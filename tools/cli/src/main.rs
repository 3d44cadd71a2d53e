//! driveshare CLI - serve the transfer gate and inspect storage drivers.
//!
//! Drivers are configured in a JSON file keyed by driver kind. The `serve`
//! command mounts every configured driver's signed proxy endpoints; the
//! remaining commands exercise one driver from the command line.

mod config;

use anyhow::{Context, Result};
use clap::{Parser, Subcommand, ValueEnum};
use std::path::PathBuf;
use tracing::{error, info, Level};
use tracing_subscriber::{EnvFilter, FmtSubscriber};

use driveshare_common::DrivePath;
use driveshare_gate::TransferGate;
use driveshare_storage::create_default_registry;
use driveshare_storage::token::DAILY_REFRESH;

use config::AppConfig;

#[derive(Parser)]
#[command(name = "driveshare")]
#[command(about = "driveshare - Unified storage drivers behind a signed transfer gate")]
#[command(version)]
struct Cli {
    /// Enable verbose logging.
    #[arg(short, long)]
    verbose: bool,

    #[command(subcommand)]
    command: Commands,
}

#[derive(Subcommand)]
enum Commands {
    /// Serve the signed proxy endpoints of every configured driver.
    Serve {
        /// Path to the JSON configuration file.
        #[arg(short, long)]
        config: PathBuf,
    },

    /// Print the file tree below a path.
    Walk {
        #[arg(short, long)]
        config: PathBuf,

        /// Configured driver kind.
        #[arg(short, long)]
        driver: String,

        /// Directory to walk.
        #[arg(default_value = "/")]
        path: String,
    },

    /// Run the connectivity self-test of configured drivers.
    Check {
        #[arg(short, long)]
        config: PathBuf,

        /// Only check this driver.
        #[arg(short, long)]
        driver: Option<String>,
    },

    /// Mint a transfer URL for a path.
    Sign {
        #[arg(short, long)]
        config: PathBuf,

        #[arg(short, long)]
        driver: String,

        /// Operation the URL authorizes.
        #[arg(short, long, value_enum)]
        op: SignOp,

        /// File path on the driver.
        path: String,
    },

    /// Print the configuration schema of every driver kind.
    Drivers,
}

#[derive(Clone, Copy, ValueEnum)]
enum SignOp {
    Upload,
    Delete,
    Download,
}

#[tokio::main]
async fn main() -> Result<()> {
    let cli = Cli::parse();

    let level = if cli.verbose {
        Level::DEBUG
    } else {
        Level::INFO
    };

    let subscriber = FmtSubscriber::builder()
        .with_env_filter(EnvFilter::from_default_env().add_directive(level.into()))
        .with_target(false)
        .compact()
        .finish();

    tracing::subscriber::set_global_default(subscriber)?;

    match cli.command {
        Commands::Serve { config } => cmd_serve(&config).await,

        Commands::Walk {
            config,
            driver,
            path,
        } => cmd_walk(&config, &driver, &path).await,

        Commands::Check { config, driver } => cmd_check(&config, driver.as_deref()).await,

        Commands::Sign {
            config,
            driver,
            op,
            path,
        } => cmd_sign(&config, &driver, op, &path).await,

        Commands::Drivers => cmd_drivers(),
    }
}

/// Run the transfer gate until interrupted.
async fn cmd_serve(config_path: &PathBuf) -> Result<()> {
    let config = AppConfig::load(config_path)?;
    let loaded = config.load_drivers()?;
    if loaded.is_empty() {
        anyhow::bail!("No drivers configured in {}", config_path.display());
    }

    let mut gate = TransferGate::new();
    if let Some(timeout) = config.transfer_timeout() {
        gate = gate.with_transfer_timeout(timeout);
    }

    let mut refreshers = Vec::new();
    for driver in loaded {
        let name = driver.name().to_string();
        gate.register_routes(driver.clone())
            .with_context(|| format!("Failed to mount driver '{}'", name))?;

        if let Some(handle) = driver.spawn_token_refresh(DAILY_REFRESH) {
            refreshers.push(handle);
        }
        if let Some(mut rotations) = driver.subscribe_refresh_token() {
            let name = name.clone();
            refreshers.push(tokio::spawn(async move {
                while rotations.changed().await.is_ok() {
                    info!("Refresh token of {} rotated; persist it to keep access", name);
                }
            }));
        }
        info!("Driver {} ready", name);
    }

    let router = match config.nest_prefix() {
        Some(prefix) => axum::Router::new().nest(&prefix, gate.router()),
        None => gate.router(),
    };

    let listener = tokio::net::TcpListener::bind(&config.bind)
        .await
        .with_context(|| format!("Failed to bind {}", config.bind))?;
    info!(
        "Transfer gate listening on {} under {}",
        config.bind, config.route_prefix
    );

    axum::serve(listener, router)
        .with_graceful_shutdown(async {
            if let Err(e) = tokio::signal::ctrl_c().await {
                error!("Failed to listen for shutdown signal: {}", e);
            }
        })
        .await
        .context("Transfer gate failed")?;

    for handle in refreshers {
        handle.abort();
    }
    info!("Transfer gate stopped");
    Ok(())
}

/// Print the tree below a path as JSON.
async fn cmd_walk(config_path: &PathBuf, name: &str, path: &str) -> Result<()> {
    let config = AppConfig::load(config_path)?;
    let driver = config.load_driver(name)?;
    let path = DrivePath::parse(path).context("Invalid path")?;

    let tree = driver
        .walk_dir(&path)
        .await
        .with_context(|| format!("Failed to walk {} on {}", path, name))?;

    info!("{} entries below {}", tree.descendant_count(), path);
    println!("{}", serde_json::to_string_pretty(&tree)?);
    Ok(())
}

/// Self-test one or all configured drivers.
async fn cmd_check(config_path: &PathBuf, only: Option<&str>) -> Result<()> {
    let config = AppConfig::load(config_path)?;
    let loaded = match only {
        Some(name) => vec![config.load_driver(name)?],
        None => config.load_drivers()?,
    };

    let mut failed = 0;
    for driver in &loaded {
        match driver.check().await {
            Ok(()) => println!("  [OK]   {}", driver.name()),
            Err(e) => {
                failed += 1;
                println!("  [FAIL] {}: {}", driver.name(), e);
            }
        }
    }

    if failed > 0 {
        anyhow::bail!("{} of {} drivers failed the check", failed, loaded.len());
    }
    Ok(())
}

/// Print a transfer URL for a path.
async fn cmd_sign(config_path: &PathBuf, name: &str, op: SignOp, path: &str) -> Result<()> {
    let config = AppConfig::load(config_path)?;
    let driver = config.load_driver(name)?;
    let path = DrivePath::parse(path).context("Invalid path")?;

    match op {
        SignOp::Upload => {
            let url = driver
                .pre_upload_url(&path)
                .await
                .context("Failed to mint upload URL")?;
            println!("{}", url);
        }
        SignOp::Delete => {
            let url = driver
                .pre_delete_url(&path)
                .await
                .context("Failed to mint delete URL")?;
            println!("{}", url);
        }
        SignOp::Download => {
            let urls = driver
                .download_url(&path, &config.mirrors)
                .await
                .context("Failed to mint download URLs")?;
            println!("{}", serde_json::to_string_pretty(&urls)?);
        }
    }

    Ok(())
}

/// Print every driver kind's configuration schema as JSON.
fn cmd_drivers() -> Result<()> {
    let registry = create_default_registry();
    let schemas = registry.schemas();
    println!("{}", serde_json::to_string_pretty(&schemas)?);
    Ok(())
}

> [Exercise instructions]:
Only the lines containing "Parser" are needed; copy each of them from the data.

> [Task result]:
use clap::{Parser, Subcommand, ValueEnum};
#[derive(Parser)]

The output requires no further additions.